Metro Transit train operator uses CPR to save man's life

Peach, left, and Clancy. Photo credit Metro Transit

Back in September, a Metro Transit train operator used his CPR skills to help save a life. Now, Metro Transit is sharing his story to show the importance of training for emergency situations.

Train operator Jim Peach took a CPR class 30 years ago after witnessing a fellow Northwest Airlines mechanic die of a heart attack. Then, on Sept. 19, 2018, Peach saw a crowd gather around a man having a seizure on a platform at the Cedar-Riverside Station.

According to Metro Transit, Rail Supervisor Jim Clancy called 911 from the Rail Control Center as Peach and a bystander removed the man’s backpack to lay him on his back.

“I remember saying, ‘We’re losing him.’ He was turning purple,” Peach told Metro Transit.

Peach told Metro Transit he performed about 10 chest compressions before the man’s color returned. He then turned the man on his side and asked for his name. The man responded “Kyle.”

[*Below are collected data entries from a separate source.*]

use std::time::Duration;

use serde::{Deserialize, Serialize};

use crate::ConfigError;

/// Timer periods and transition lengths, in milliseconds.
#[derive(Debug, Clone, Copy, PartialEq, Eq, Serialize, Deserialize)]
#[serde(default)]
pub struct Timings {
    /// Period between fact rotations.
    pub fact_interval_ms: u64,
    /// Fade-out before a new fact is written, and the fade-in after.
    pub fact_fade_ms: u64,
    /// Period between speed jitter updates.
    pub jitter_interval_ms: u64,
    /// Length of each jitter animation.
    pub jitter_duration_ms: u64,
    /// How long a notification banner stays before sliding out.
    pub banner_ms: u64,
    /// Period of the render-hint visibility pass.
    pub optimize_interval_ms: u64,
    /// Target time between frames.
    pub frame_ms: u64,
}

impl Default for Timings {
    fn default() -> Self {
        Self {
            fact_interval_ms: 4000,
            fact_fade_ms: 500,
            jitter_interval_ms: 3000,
            jitter_duration_ms: 1000,
            banner_ms: 3000,
            optimize_interval_ms: 1000,
            frame_ms: 33,
        }
    }
}

impl Timings {
    pub fn fact_interval(&self) -> Duration {
        Duration::from_millis(self.fact_interval_ms)
    }

    pub fn fact_fade(&self) -> Duration {
        Duration::from_millis(self.fact_fade_ms)
    }

    pub fn jitter_interval(&self) -> Duration {
        Duration::from_millis(self.jitter_interval_ms)
    }

    pub fn jitter_duration(&self) -> Duration {
        Duration::from_millis(self.jitter_duration_ms)
    }

    pub fn banner(&self) -> Duration {
        Duration::from_millis(self.banner_ms)
    }

    pub fn optimize_interval(&self) -> Duration {
        Duration::from_millis(self.optimize_interval_ms)
    }

    pub fn frame(&self) -> Duration {
        Duration::from_millis(self.frame_ms)
    }

    pub(crate) fn validate(&self) -> Result<(), ConfigError> {
        let fields = [
            ("fact_interval_ms", self.fact_interval_ms),
            ("fact_fade_ms", self.fact_fade_ms),
            ("jitter_interval_ms", self.jitter_interval_ms),
            ("jitter_duration_ms", self.jitter_duration_ms),
            ("banner_ms", self.banner_ms),
            ("optimize_interval_ms", self.optimize_interval_ms),
            ("frame_ms", self.frame_ms),
        ];
        if let Some((name, _)) = fields.iter().find(|(_, ms)| *ms == 0) {
            return Err(ConfigError::Invalid(format!(
                "timings.{name} must be greater than zero"
            )));
        }
        // Fade-out plus fade-in must fit in one rotation period.
        if self.fact_fade_ms * 2 > self.fact_interval_ms {
            return Err(ConfigError::Invalid(
                "timings.fact_fade_ms must be at most half of fact_interval_ms".to_string(),
            ));
        }
        Ok(())
    }
}

#[cfg(test)]
mod tests {
    use super::*;

    #[test]
    fn test_defaults_are_valid() {
        assert!(Timings::default().validate().is_ok());
    }

    #[test]
    fn test_zero_rejected() {
        let timings = Timings {
            jitter_duration_ms: 0,
            ..Timings::default()
        };
        let err = timings.validate().unwrap_err();
        assert!(err.to_string().contains("jitter_duration_ms"));
    }

    #[test]
    fn test_fade_longer_than_half_interval_rejected() {
        let timings = Timings {
            fact_interval_ms: 800,
            fact_fade_ms: 500,
            ..Timings::default()
        };
        assert!(timings.validate().is_err());
    }
}
//! A value owned by one display target, animated with cancel-and-replace.

use std::time::Duration;

use terra_core::Easing;

use crate::animator::{AnimError, FrameStatus, ValueAnimator};

/// Identifies one animation started on an [`AnimatedValue`].
#[derive(Debug, Clone, Copy, PartialEq, Eq, Hash)]
pub struct AnimationId(u64);

/// The exact numeric value behind a display target, plus at most one
/// in-flight animation.
///
/// Starting a new animation cancels the one in flight and starts from the
/// value it had reached, so back-to-back requests never race.
#[derive(Debug, Clone)]
pub struct AnimatedValue {
    current: f64,
    active: Option<(AnimationId, ValueAnimator)>,
    next_id: u64,
}

impl AnimatedValue {
    pub fn new(initial: f64) -> Self {
        Self {
            current: initial,
            active: None,
            next_id: 0,
        }
    }

    /// Last value delivered to this target.
    pub fn current(&self) -> f64 {
        self.current
    }

    pub fn is_animating(&self) -> bool {
        self.active.is_some()
    }

    /// Where the in-flight animation is heading, if any.
    pub fn target(&self) -> Option<f64> {
        self.active.as_ref().map(|(_, animator)| animator.end())
    }

    /// Replace any in-flight animation with one from the current value to `end`.
    pub fn animate_to(
        &mut self,
        end: f64,
        duration: Duration,
        easing: Easing,
        now: Duration,
    ) -> Result<AnimationId, AnimError> {
        let animator = ValueAnimator::new(self.current, end, duration, easing, now)?;
        let id = AnimationId(self.next_id);
        self.next_id += 1;
        self.active = Some((id, animator));
        Ok(id)
    }

    /// Cancel `id` if it is still the animation in flight. The value stays
    /// where the last frame left it.
    pub fn cancel(&mut self, id: AnimationId) -> bool {
        match self.active {
            Some((active, _)) if active == id => {
                self.active = None;
                true
            }
            _ => false,
        }
    }

    /// Cancel whatever is in flight and jump straight to `value`.
    pub fn set(&mut self, value: f64) {
        self.active = None;
        self.current = value;
    }

    /// Advance the in-flight animation to `now`. Returns the delivered value,
    /// or `None` when nothing is animating.
    pub fn tick(&mut self, now: Duration) -> Option<f64> {
        let (_, animator) = self.active.as_mut()?;
        let mut delivered = None;
        let status = animator.frame(now, |value| delivered = Some(value));
        if status == FrameStatus::Finished {
            self.active = None;
        }
        if let Some(value) = delivered {
            self.current = value;
        }
        delivered
    }
}

impl Default for AnimatedValue {
    fn default() -> Self {
        Self::new(0.0)
    }
}

#[cfg(test)]
mod tests {
    use super::*;

    fn ms(value: u64) -> Duration {
        Duration::from_millis(value)
    }

    #[test]
    fn test_runs_to_exact_end() {
        let mut value = AnimatedValue::new(0.0);
        value
            .animate_to(1670.0, ms(2000), Easing::OutQuart, ms(0))
            .unwrap();

        let mut now = ms(0);
        let mut last = None;
        while value.is_animating() {
            now += ms(16);
            last = value.tick(now);
        }
        assert_eq!(last, Some(1670.0));
        assert_eq!(value.current(), 1670.0);
        assert_eq!(value.tick(now + ms(16)), None);
    }

    #[test]
    fn test_back_to_back_requests_cancel_and_replace() {
        let mut value = AnimatedValue::new(0.0);
        value
            .animate_to(1000.0, ms(1000), Easing::Linear, ms(0))
            .unwrap();
        value.tick(ms(500));
        assert_eq!(value.current(), 500.0);

        // Second request before the first completes starts from 500.
        value
            .animate_to(200.0, ms(1000), Easing::Linear, ms(500))
            .unwrap();
        assert_eq!(value.target(), Some(200.0));
        assert_eq!(value.tick(ms(1000)), Some(350.0));

        // Past the first animation's end the old target never shows up again.
        let later = value.tick(ms(1200)).unwrap();
        assert!((later - 290.0).abs() < 1e-9);
        assert_eq!(value.tick(ms(1500)), Some(200.0));
        assert!(!value.is_animating());
    }

    #[test]
    fn test_same_requests_give_same_frames() {
        let run = || {
            let mut value = AnimatedValue::new(8.0);
            value
                .animate_to(7.96, ms(1000), Easing::OutCubic, ms(0))
                .unwrap();
            value
                .animate_to(8.03, ms(1000), Easing::OutCubic, ms(10))
                .unwrap();
            (1..=70).map(|i| value.tick(ms(i * 16))).collect::<Vec<_>>()
        };
        assert_eq!(run(), run());
    }

    #[test]
    fn test_stale_cancel_is_ignored() {
        let mut value = AnimatedValue::new(0.0);
        let first = value
            .animate_to(10.0, ms(100), Easing::Linear, ms(0))
            .unwrap();
        let second = value
            .animate_to(20.0, ms(100), Easing::Linear, ms(0))
            .unwrap();
        assert_ne!(first, second);
        assert!(!value.cancel(first));
        assert!(value.is_animating());
        assert!(value.cancel(second));
        assert!(!value.is_animating());
    }

    #[test]
    fn test_set_cancels_in_flight() {
        let mut value = AnimatedValue::new(0.0);
        value
            .animate_to(10.0, ms(100), Easing::Linear, ms(0))
            .unwrap();
        value.set(3.0);
        assert_eq!(value.tick(ms(50)), None);
        assert_eq!(value.current(), 3.0);
    }

    #[test]
    fn test_zero_duration_keeps_previous_animation() {
        let mut value = AnimatedValue::new(0.0);
        value
            .animate_to(10.0, ms(100), Easing::Linear, ms(0))
            .unwrap();
        assert!(
            value
                .animate_to(5.0, Duration::ZERO, Easing::Linear, ms(0))
                .is_err()
        );
        assert_eq!(value.target(), Some(10.0));
    }
}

“That’s when my head about exploded,” Peach told Metro Transit. “It was great. I was just, ‘My God, that just worked.’ When I got up and left, a lot of people started clapping.”

According to Metro Transit, Peach knows firsthand the importance of saving a life. As a baby, he was in a house fire and was rushed to a hospital.

“I was very badly burned at four months old, and it took me 61 years and seven months to pay it forward,” Peach said in the press release.

In January, the Metropolitan Council’s Transportation Committee recognized Peach for his actions.

Where to learn CPR

Visit the American Heart Association’s website to find out where and when CPR classes are available in your area. Visit to learn more.

A CPR kiosk can also be found in the skyway level of Hennepin Healthcare’s Red Building, 730 South 8th Street, Minneapolis. The kiosk includes a mannequin that gives live feedback to compressions.